**PROBLEM TO WORK ON:**
Your job is to reproduce all of the data exactly.
[RECORDS SUPPLIED]
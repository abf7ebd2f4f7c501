//! Execution routines run by a subscriber for each pushed item.

use std::future::Future;
use std::sync::Arc;

use async_trait::async_trait;
use futures::future::BoxFuture;

use txhooks_core::result::AppResult;

/// Performs the side effect of a single pushed item.
#[async_trait]
pub trait ItemExecutor: Send + Sync + 'static {
    /// Payload accepted by [`QueuedSubscriber::push`](super::queued::QueuedSubscriber::push).
    type Item: Send + 'static;
    /// Value produced by executing one item.
    type Output: Send + 'static;

    /// Executes one item.
    async fn execute(&self, item: Self::Item) -> AppResult<Self::Output>;
}

/// A closure-based executor for quick subscriber creation.
pub struct FnExecutor<I, O> {
    /// Handler function.
    handler: Arc<dyn Fn(I) -> BoxFuture<'static, AppResult<O>> + Send + Sync>,
}

impl<I, O> std::fmt::Debug for FnExecutor<I, O> {
    fn fmt(&self, f: &mut std::fmt::Formatter<'_>) -> std::fmt::Result {
        f.debug_struct("FnExecutor")
            .field("handler", &"<closure>")
            .finish()
    }
}

impl<I, O> Clone for FnExecutor<I, O> {
    fn clone(&self) -> Self {
        Self {
            handler: self.handler.clone(),
        }
    }
}

impl<I, O> FnExecutor<I, O>
where
    I: Send + 'static,
    O: Send + 'static,
{
    /// Creates an executor from an async closure.
    pub fn new<F, Fut>(handler: F) -> Self
    where
        F: Fn(I) -> Fut + Send + Sync + 'static,
        Fut: Future<Output = AppResult<O>> + Send + 'static,
    {
        Self {
            handler: Arc::new(move |item| {
                let fut = handler(item);
                Box::pin(fut)
            }),
        }
    }

    /// Creates an executor from a plain closure whose effect completes inline.
    pub fn from_fn<F>(handler: F) -> Self
    where
        F: Fn(I) -> AppResult<O> + Send + Sync + 'static,
    {
        Self {
            handler: Arc::new(move |item| {
                let result = handler(item);
                Box::pin(async move { result })
            }),
        }
    }
}

#[async_trait]
impl<I, O> ItemExecutor for FnExecutor<I, O>
where
    I: Send + 'static,
    O: Send + 'static,
{
    type Item = I;
    type Output = O;

    async fn execute(&self, item: I) -> AppResult<O> {
        (self.handler)(item).await
    }
}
[/RECORDS SUPPLIED]
**OUTPUT OF THE TASK:**
repository abf7ebd2f4f7c501
//! Execution routines run by a subscriber for each pushed item.

use std::future::Future;
use std::sync::Arc;

use async_trait::async_trait;
use futures::future::BoxFuture;

use txhooks_core::result::AppResult;

/// Performs the side effect of a single pushed item.
#[async_trait]
pub trait ItemExecutor: Send + Sync + 'static {
    /// Payload accepted by [`QueuedSubscriber::push`](super::queued::QueuedSubscriber::push).
    type Item: Send + 'static;
    /// Value produced by executing one item.
    type Output: Send + 'static;

    /// Executes one item.
    async fn execute(&self, item: Self::Item) -> AppResult<Self::Output>;
}

/// A closure-based executor for quick subscriber creation.
pub struct FnExecutor<I, O> {
    /// Handler function.
    handler: Arc<dyn Fn(I) -> BoxFuture<'static, AppResult<O>> + Send + Sync>,
}

impl<I, O> std::fmt::Debug for FnExecutor<I, O> {
    fn fmt(&self, f: &mut std::fmt::Formatter<'_>) -> std::fmt::Result {
        f.debug_struct("FnExecutor")
            .field("handler", &"<closure>")
            .finish()
    }
}

impl<I, O> Clone for FnExecutor<I, O> {
    fn clone(&self) -> Self {
        Self {
            handler: self.handler.clone(),
        }
    }
}

impl<I, O> FnExecutor<I, O>
where
    I: Send + 'static,
    O: Send + 'static,
{
    /// Creates an executor from an async closure.
    pub fn new<F, Fut>(handler: F) -> Self
    where
        F: Fn(I) -> Fut + Send + Sync + 'static,
        Fut: Future<Output = AppResult<O>> + Send + 'static,
    {
        Self {
            handler: Arc::new(move |item| {
                let fut = handler(item);
                Box::pin(fut)
            }),
        }
    }

    /// Creates an executor from a plain closure whose effect completes inline.
    pub fn from_fn<F>(handler: F) -> Self
    where
        F: Fn(I) -> AppResult<O> + Send + Sync + 'static,
    {
        Self {
            handler: Arc::new(move |item| {
                let result = handler(item);
                Box::pin(async move { result })
            }),
        }
    }
}

#[async_trait]
impl<I, O> ItemExecutor for FnExecutor<I, O>
where
    I: Send + 'static,
    O: Send + 'static,
{
    type Item = I;
    type Output = O;

    async fn execute(&self, item: I) -> AppResult<O> {
        (self.handler)(item).await
    }
}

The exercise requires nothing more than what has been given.